Instructions to follow: Starting with the opening line of the material, restate every line word for word, and end on the line containing "#[derive(Debug, Clone, Deserialize, OrthoConfig)]".
○ ○ ○
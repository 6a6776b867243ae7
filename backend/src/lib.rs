//! PawResQ backend: rescue request lifecycle, accounts, notifications and
//! volunteer statistics behind an Actix REST API.

pub mod doc;
pub mod domain;
pub mod inbound;
pub mod middleware;
pub mod outbound;
pub mod server;

/// Public OpenAPI surface used by Swagger UI and tooling.
pub use doc::ApiDoc;
pub use middleware::Trace;
//! Application settings and the server configuration object.

use std::net::SocketAddr;

use actix_web::cookie::{Key, SameSite};
use ortho_config::OrthoConfig;
use serde::Deserialize;

use crate::inbound::http::session_config::SessionSettings;
use crate::outbound::persistence::{DbPool, PoolConfig};

const DEFAULT_BIND_ADDR: &str = "0.0.0.0:8080";
const DEFAULT_MAX_CONNECTIONS: u32 = 10;

/// Start-up settings loaded via OrthoConfig from `PAWRESQ_*` environment
/// variables, command-line flags and configuration files.
#[derive(Debug, Clone, Deserialize, OrthoConfig)]
#[ortho_config(prefix = "PAWRESQ")]
pub struct AppSettings {
    /// Socket address to listen on.
    pub bind_addr: Option<String>,
    /// PostgreSQL connection string. Without it the server keeps all state
    /// in memory.
    pub database_url: Option<String>,
    /// Apply embedded migrations before serving.
    #[ortho_config(default = true)]
    pub run_migrations: bool,
    /// Upper bound on pooled database connections.
    pub max_connections: Option<u32>,
}

impl AppSettings {
    /// Parse the configured bind address, falling back to `0.0.0.0:8080`.
    pub fn bind_addr(&self) -> std::io::Result<SocketAddr> {
        let raw = self.bind_addr.as_deref().unwrap_or(DEFAULT_BIND_ADDR);
        raw.parse().map_err(|err| {
            std::io::Error::new(
                std::io::ErrorKind::InvalidInput,
                format!("invalid bind address {raw}: {err}"),
            )
        })
    }

    pub fn max_connections(&self) -> u32 {
        self.max_connections.unwrap_or(DEFAULT_MAX_CONNECTIONS)
    }

    /// Pool settings when a database is configured.
    pub fn pool_config(&self) -> Option<PoolConfig> {
        self.database_url
            .as_deref()
            .filter(|url| !url.trim().is_empty())
            .map(|url| PoolConfig::new(url).with_max_size(self.max_connections()))
    }
}

/// Builder-style configuration for creating the HTTP server.
pub struct ServerConfig {
    pub(crate) key: Key,
    pub(crate) cookie_secure: bool,
    pub(crate) same_site: SameSite,
    pub(crate) bind_addr: SocketAddr,
    pub(crate) db_pool: Option<DbPool>,
}

impl ServerConfig {
    #[must_use]
    pub fn new(key: Key, cookie_secure: bool, same_site: SameSite, bind_addr: SocketAddr) -> Self {
        Self {
            key,
            cookie_secure,
            same_site,
            bind_addr,
            db_pool: None,
        }
    }

    /// Build from validated session settings.
    #[must_use]
    pub fn from_session(session: SessionSettings, bind_addr: SocketAddr) -> Self {
        Self::new(
            session.key,
            session.cookie_secure,
            session.same_site,
            bind_addr,
        )
    }

    /// Attach a database connection pool. Without one the server runs on
    /// the in-memory adapters.
    #[must_use]
    pub fn with_db_pool(mut self, pool: DbPool) -> Self {
        self.db_pool = Some(pool);
        self
    }

    #[must_use]
    pub fn bind_addr(&self) -> SocketAddr {
        self.bind_addr
    }
}
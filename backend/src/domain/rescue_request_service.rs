//! Rescue request lifecycle service.
//!
//! Orchestrates every mutation of a rescue request: load, transition check,
//! authorization against the stored state, field merge, persistence, then the
//! best-effort side channels (statistics counters and notifications). The
//! side channels run after the primary write and never fail the request; a
//! failure there is logged and the derived read path in
//! [`StatisticsService`](crate::domain::StatisticsService) absorbs the drift.

use std::collections::HashMap;
use std::sync::Arc;

use async_trait::async_trait;
use mockable::Clock;
use tracing::{debug, info, warn};

use super::account_service::map_user_error;
use crate::domain::ports::{
    CounterStore, CounterStoreError, CreateRescueRequest, NotificationRepository,
    NotificationRepositoryError, RescueRequestCommand, RescueRequestFilter, RescueRequestQuery,
    RescueRequestRepository, RescueRequestRepositoryError, RescueRequestView, UpdateRescueRequest,
    UserRepository,
};
use crate::domain::{
    Actor, CounterAdjustment, CounterDelta, Error, NewNotification, NewRescueRequest,
    Notification, RescueRequest, RescueRequestId, RescueStatus, Role, UserId, UserSummary,
    authorize_delete, authorize_update, creation_deltas, creation_notification,
    transition_deltas, transition_notification, validate_transition,
};

const NOT_FOUND: &str = "Rescue request not found";

/// Lifecycle service implementing the rescue request driving ports.
#[derive(Clone)]
pub struct RescueRequestService<R, U, C, N> {
    requests: Arc<R>,
    users: Arc<U>,
    counters: Arc<C>,
    notifications: Arc<N>,
    clock: Arc<dyn Clock>,
}

impl<R, U, C, N> RescueRequestService<R, U, C, N> {
    /// Wire the service to its repositories, the counter store, the notification sink and a clock.
    pub fn new(
        requests: Arc<R>,
        users: Arc<U>,
        counters: Arc<C>,
        notifications: Arc<N>,
        clock: Arc<dyn Clock>,
    ) -> Self {
        Self {
            requests,
            users,
            counters,
            notifications,
            clock,
        }
    }
}

pub(crate) fn map_request_error(error: RescueRequestRepositoryError) -> Error {
    match error {
        RescueRequestRepositoryError::Connection { message } => {
            Error::service_unavailable(format!("rescue request repository unavailable: {message}"))
        }
        RescueRequestRepositoryError::Query { message } => {
            Error::internal(format!("rescue request repository error: {message}"))
        }
    }
}

impl<R, U, C, N> RescueRequestService<R, U, C, N>
where
    R: RescueRequestRepository,
    U: UserRepository,
    C: CounterStore,
    N: NotificationRepository,
{
    async fn load(&self, id: &RescueRequestId) -> Result<RescueRequest, Error> {
        self.requests
            .find_by_id(id)
            .await
            .map_err(map_request_error)?
            .ok_or_else(|| Error::not_found(NOT_FOUND))
    }

    /// The named assignee must be an existing, active volunteer.
    async fn check_assignee(&self, volunteer: &UserId) -> Result<(), Error> {
        let user = self
            .users
            .find_by_id(volunteer)
            .await
            .map_err(map_user_error)?;
        match user {
            Some(user) if user.role() == Role::Volunteer && user.is_active() => Ok(()),
            Some(_) => Err(Error::invalid_request(
                "assignedTo must reference an active volunteer",
            )),
            None => Err(Error::invalid_request("assignedTo references an unknown user")),
        }
    }

    async fn apply_deltas(&self, request: RescueRequestId, deltas: Vec<CounterDelta>) {
        for delta in deltas {
            match self.counters.adjust(&delta).await {
                Ok(CounterAdjustment::Applied) => debug!(
                    request_id = %request,
                    user_id = %delta.user_id,
                    counter = %delta.counter,
                    delta = delta.delta,
                    "statistics counter adjusted"
                ),
                Ok(CounterAdjustment::Clamped) => warn!(
                    request_id = %request,
                    user_id = %delta.user_id,
                    counter = %delta.counter,
                    delta = delta.delta,
                    "statistics counter would go negative; clamped to zero"
                ),
                Ok(CounterAdjustment::UserMissing) => warn!(
                    request_id = %request,
                    user_id = %delta.user_id,
                    counter = %delta.counter,
                    "statistics counter owner no longer exists"
                ),
                Err(CounterStoreError::Connection { message } | CounterStoreError::Query { message }) => {
                    warn!(
                        request_id = %request,
                        user_id = %delta.user_id,
                        counter = %delta.counter,
                        delta = delta.delta,
                        error = %message,
                        "failed to apply statistics counter"
                    );
                }
            }
        }
    }

    async fn notify(&self, notification: Option<NewNotification>) {
        let Some(input) = notification else {
            return;
        };
        let kind = input.kind.clone();
        let notification = match Notification::new(input, self.clock.utc()) {
            Ok(notification) => notification,
            Err(err) => {
                warn!(kind = %kind, error = %err, "lifecycle notification is invalid");
                return;
            }
        };
        if let Err(
            NotificationRepositoryError::Connection { message }
            | NotificationRepositoryError::Query { message },
        ) = self.notifications.insert(&notification).await
        {
            warn!(kind = %kind, error = %message, "failed to store lifecycle notification");
        }
    }

    /// Resolve informer and assignee summaries for a batch of requests with
    /// one repository call.
    async fn resolve(&self, requests: Vec<RescueRequest>) -> Result<Vec<RescueRequestView>, Error> {
        let mut ids: Vec<UserId> = requests
            .iter()
            .flat_map(|request| {
                std::iter::once(request.informer().clone()).chain(request.assigned_to().cloned())
            })
            .collect();
        ids.sort_by(|a, b| a.as_ref().cmp(b.as_ref()));
        ids.dedup();

        let people: HashMap<UserId, UserSummary> = if ids.is_empty() {
            HashMap::new()
        } else {
            self.users
                .find_by_ids(&ids)
                .await
                .map_err(map_user_error)?
                .iter()
                .map(|user| (user.id().clone(), UserSummary::from(user)))
                .collect()
        };

        Ok(requests
            .into_iter()
            .map(|request| RescueRequestView {
                informer: people.get(request.informer()).cloned(),
                assigned_to: request
                    .assigned_to()
                    .and_then(|id| people.get(id))
                    .cloned(),
                request,
            })
            .collect())
    }

    async fn resolve_one(&self, request: RescueRequest) -> Result<RescueRequestView, Error> {
        self.resolve(vec![request])
            .await?
            .pop()
            .ok_or_else(|| Error::internal("resolved view went missing"))
    }
}

#[async_trait]
impl<R, U, C, N> RescueRequestCommand for RescueRequestService<R, U, C, N>
where
    R: RescueRequestRepository,
    U: UserRepository,
    C: CounterStore,
    N: NotificationRepository,
{
    async fn create(&self, request: CreateRescueRequest) -> Result<RescueRequestView, Error> {
        let CreateRescueRequest {
            actor,
            description,
            location,
            image_url,
            coordinates,
        } = request;

        let created = RescueRequest::create(
            NewRescueRequest {
                informer: actor.id,
                description,
                location,
                image_url,
                coordinates,
            },
            self.clock.utc(),
        )?;
        self.requests
            .insert(&created)
            .await
            .map_err(map_request_error)?;
        info!(request_id = %created.id(), informer = %created.informer(), "rescue request created");

        self.apply_deltas(created.id(), creation_deltas(created.informer()))
            .await;
        self.notify(Some(creation_notification(&created))).await;

        self.resolve_one(created).await
    }

    async fn update(&self, request: UpdateRescueRequest) -> Result<RescueRequestView, Error> {
        let UpdateRescueRequest { actor, id, changes } = request;

        let current = self.load(&id).await?;
        let previous = current.status();
        let next = changes.status_change(previous);

        if let Some(next) = next {
            validate_transition(previous, next)?;
        }
        authorize_update(&actor, &current)?;
        if let (Some(RescueStatus::Assigned), Some(volunteer)) = (next, changes.assigned_to.as_ref())
        {
            self.check_assignee(volunteer).await?;
        }

        let updated = current.apply_changes(changes, self.clock.utc())?;
        let saved = self
            .requests
            .save(&updated)
            .await
            .map_err(map_request_error)?;
        if !saved {
            return Err(Error::not_found(NOT_FOUND));
        }

        if let Some(next) = next {
            info!(
                request_id = %id,
                actor = %actor.id,
                from = %previous,
                to = %next,
                "rescue request status changed"
            );
            let deltas =
                transition_deltas(previous, next, updated.informer(), updated.assigned_to());
            self.apply_deltas(id, deltas).await;
            self.notify(transition_notification(previous, &updated)).await;
        }

        self.resolve_one(updated).await
    }

    async fn delete(&self, actor: &Actor, id: &RescueRequestId) -> Result<(), Error> {
        let current = self.load(id).await?;
        authorize_delete(actor, &current)?;

        let deleted = self
            .requests
            .delete(id)
            .await
            .map_err(map_request_error)?;
        if !deleted {
            return Err(Error::not_found(NOT_FOUND));
        }
        info!(request_id = %id, actor = %actor.id, "rescue request deleted");
        Ok(())
    }
}

#[async_trait]
impl<R, U, C, N> RescueRequestQuery for RescueRequestService<R, U, C, N>
where
    R: RescueRequestRepository,
    U: UserRepository,
    C: CounterStore,
    N: NotificationRepository,
{
    async fn list(&self, filter: &RescueRequestFilter) -> Result<Vec<RescueRequestView>, Error> {
        let requests = self
            .requests
            .list(filter)
            .await
            .map_err(map_request_error)?;
        self.resolve(requests).await
    }

    async fn get(&self, id: &RescueRequestId) -> Result<RescueRequestView, Error> {
        let request = self.load(id).await?;
        self.resolve_one(request).await
    }
}

#[cfg(test)]
#[path = "rescue_request_service_tests.rs"]
mod tests;
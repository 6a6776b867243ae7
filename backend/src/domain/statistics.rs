//! Per-user statistics counters and the deltas lifecycle events produce.
//!
//! Counters are only ever moved by [`creation_deltas`] and
//! [`transition_deltas`]; adapters apply each delta as a single atomic
//! increment (see `ports::CounterStore`). The functions here are pure so the
//! bookkeeping table can be tested without storage.

use std::fmt;

use serde::{Deserialize, Serialize};

use crate::domain::UserId;
use crate::domain::rescue_request::RescueStatus;

/// One of the eight fixed statistics counters.
#[derive(Debug, Clone, Copy, PartialEq, Eq, Hash, Serialize, Deserialize)]
#[serde(rename_all = "camelCase")]
pub enum CounterKey {
    RescuesCompleted,
    RescuesInProgress,
    RescuesRescued,
    SaveCount,
    HelpCount,
    RequestsSubmitted,
    RequestsApproved,
    RequestsRejected,
}

impl CounterKey {
    pub const ALL: [CounterKey; 8] = [
        CounterKey::RescuesCompleted,
        CounterKey::RescuesInProgress,
        CounterKey::RescuesRescued,
        CounterKey::SaveCount,
        CounterKey::HelpCount,
        CounterKey::RequestsSubmitted,
        CounterKey::RequestsApproved,
        CounterKey::RequestsRejected,
    ];

    /// Wire name, as used in JSON payloads.
    pub const fn as_str(self) -> &'static str {
        match self {
            Self::RescuesCompleted => "rescuesCompleted",
            Self::RescuesInProgress => "rescuesInProgress",
            Self::RescuesRescued => "rescuesRescued",
            Self::SaveCount => "saveCount",
            Self::HelpCount => "helpCount",
            Self::RequestsSubmitted => "requestsSubmitted",
            Self::RequestsApproved => "requestsApproved",
            Self::RequestsRejected => "requestsRejected",
        }
    }

    /// Storage column name. Closed set; safe to splice into SQL.
    pub const fn column_name(self) -> &'static str {
        match self {
            Self::RescuesCompleted => "rescues_completed",
            Self::RescuesInProgress => "rescues_in_progress",
            Self::RescuesRescued => "rescues_rescued",
            Self::SaveCount => "save_count",
            Self::HelpCount => "help_count",
            Self::RequestsSubmitted => "requests_submitted",
            Self::RequestsApproved => "requests_approved",
            Self::RequestsRejected => "requests_rejected",
        }
    }
}

impl fmt::Display for CounterKey {
    fn fmt(&self, f: &mut fmt::Formatter<'_>) -> fmt::Result {
        f.write_str(self.as_str())
    }
}

/// Snapshot of a user's counters.
///
/// Missing keys deserialise as zero, which repairs legacy records lazily.
#[derive(Debug, Clone, Copy, Default, PartialEq, Eq, Serialize, Deserialize)]
#[serde(default, rename_all = "camelCase")]
pub struct UserStatistics {
    pub rescues_completed: u64,
    pub rescues_in_progress: u64,
    pub rescues_rescued: u64,
    pub save_count: u64,
    pub help_count: u64,
    pub requests_submitted: u64,
    pub requests_approved: u64,
    pub requests_rejected: u64,
}

impl UserStatistics {
    pub fn get(&self, key: CounterKey) -> u64 {
        match key {
            CounterKey::RescuesCompleted => self.rescues_completed,
            CounterKey::RescuesInProgress => self.rescues_in_progress,
            CounterKey::RescuesRescued => self.rescues_rescued,
            CounterKey::SaveCount => self.save_count,
            CounterKey::HelpCount => self.help_count,
            CounterKey::RequestsSubmitted => self.requests_submitted,
            CounterKey::RequestsApproved => self.requests_approved,
            CounterKey::RequestsRejected => self.requests_rejected,
        }
    }

    pub fn slot_mut(&mut self, key: CounterKey) -> &mut u64 {
        match key {
            CounterKey::RescuesCompleted => &mut self.rescues_completed,
            CounterKey::RescuesInProgress => &mut self.rescues_in_progress,
            CounterKey::RescuesRescued => &mut self.rescues_rescued,
            CounterKey::SaveCount => &mut self.save_count,
            CounterKey::HelpCount => &mut self.help_count,
            CounterKey::RequestsSubmitted => &mut self.requests_submitted,
            CounterKey::RequestsApproved => &mut self.requests_approved,
            CounterKey::RequestsRejected => &mut self.requests_rejected,
        }
    }

    /// Apply a signed delta. Decrements clamp at zero; increments saturate.
    pub fn adjust(&mut self, key: CounterKey, delta: i64) -> CounterAdjustment {
        let slot = self.slot_mut(key);
        if delta >= 0 {
            *slot = slot.saturating_add(delta.unsigned_abs());
            return CounterAdjustment::Applied;
        }
        match slot.checked_sub(delta.unsigned_abs()) {
            Some(value) => {
                *slot = value;
                CounterAdjustment::Applied
            }
            None => {
                *slot = 0;
                CounterAdjustment::Clamped
            }
        }
    }
}

/// Instruction to move one user's counter by `delta`.
#[derive(Debug, Clone, PartialEq, Eq)]
pub struct CounterDelta {
    pub user_id: UserId,
    pub counter: CounterKey,
    pub delta: i64,
}

impl CounterDelta {
    fn increment(user_id: &UserId, counter: CounterKey) -> Self {
        Self {
            user_id: user_id.clone(),
            counter,
            delta: 1,
        }
    }

    fn decrement(user_id: &UserId, counter: CounterKey) -> Self {
        Self {
            user_id: user_id.clone(),
            counter,
            delta: -1,
        }
    }
}

/// Outcome of applying a single delta at the storage boundary.
#[derive(Debug, Clone, Copy, PartialEq, Eq)]
pub enum CounterAdjustment {
    /// The counter moved by exactly the requested delta.
    Applied,
    /// A decrement would have gone negative; the counter was set to zero.
    Clamped,
    /// No user with the given id exists.
    UserMissing,
}

/// Deltas produced when an informer files a new request.
pub fn creation_deltas(informer: &UserId) -> Vec<CounterDelta> {
    vec![
        CounterDelta::increment(informer, CounterKey::RequestsSubmitted),
        CounterDelta::increment(informer, CounterKey::HelpCount),
    ]
}

/// Deltas produced by a status change.
///
/// `assigned_to` is the assignee after the change. Returns nothing when the
/// status does not change. Transitions not listed in the bookkeeping table
/// (cancellation, `approved → rejected`) have no counter effect.
///
/// # Examples
/// ```
/// use pawresq::domain::{CounterKey, RescueStatus, UserId, transition_deltas};
///
/// let informer = UserId::random();
/// let deltas = transition_deltas(RescueStatus::Pending, RescueStatus::Rejected, &informer, None);
/// assert_eq!(deltas.len(), 1);
/// assert_eq!(deltas[0].counter, CounterKey::RequestsRejected);
/// ```
pub fn transition_deltas(
    previous: RescueStatus,
    next: RescueStatus,
    informer: &UserId,
    assigned_to: Option<&UserId>,
) -> Vec<CounterDelta> {
    use RescueStatus as S;

    if previous == next {
        return Vec::new();
    }

    match (previous, next, assigned_to) {
        (S::Pending, S::Approved, _) => vec![
            CounterDelta::increment(informer, CounterKey::RequestsApproved),
            CounterDelta::increment(informer, CounterKey::HelpCount),
        ],
        (S::Pending, S::Rejected, _) => {
            vec![CounterDelta::increment(informer, CounterKey::RequestsRejected)]
        }
        (_, S::Assigned, Some(volunteer)) => {
            vec![CounterDelta::increment(volunteer, CounterKey::RescuesInProgress)]
        }
        (S::Assigned | S::InProgress, S::Rescued, Some(volunteer)) => {
            vec![CounterDelta::increment(volunteer, CounterKey::RescuesRescued)]
        }
        (S::Assigned | S::InProgress | S::Rescued, S::Completed, Some(volunteer)) => vec![
            CounterDelta::decrement(volunteer, CounterKey::RescuesInProgress),
            CounterDelta::increment(volunteer, CounterKey::RescuesCompleted),
            CounterDelta::increment(volunteer, CounterKey::SaveCount),
        ],
        (_, S::Completed, Some(volunteer)) => vec![
            CounterDelta::increment(volunteer, CounterKey::RescuesCompleted),
            CounterDelta::increment(volunteer, CounterKey::SaveCount),
        ],
        _ => Vec::new(),
    }
}

#[cfg(test)]
#[path = "statistics_tests.rs"]
mod tests;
○ ○ ○
Reply:
repository 6a6776b867243ae7
filename backend/src/lib.rs
//! PawResQ backend: rescue request lifecycle, accounts, notifications and
//! volunteer statistics behind an Actix REST API.

pub mod doc;
pub mod domain;
pub mod inbound;
pub mod middleware;
pub mod outbound;
pub mod server;

/// Public OpenAPI surface used by Swagger UI and tooling.
pub use doc::ApiDoc;
pub use middleware::Trace;
//! Application settings and the server configuration object.

use std::net::SocketAddr;

use actix_web::cookie::{Key, SameSite};
use ortho_config::OrthoConfig;
use serde::Deserialize;

use crate::inbound::http::session_config::SessionSettings;
use crate::outbound::persistence::{DbPool, PoolConfig};

const DEFAULT_BIND_ADDR: &str = "0.0.0.0:8080";
const DEFAULT_MAX_CONNECTIONS: u32 = 10;

/// Start-up settings loaded via OrthoConfig from `PAWRESQ_*` environment
/// variables, command-line flags and configuration files.
#[derive(Debug, Clone, Deserialize, OrthoConfig)]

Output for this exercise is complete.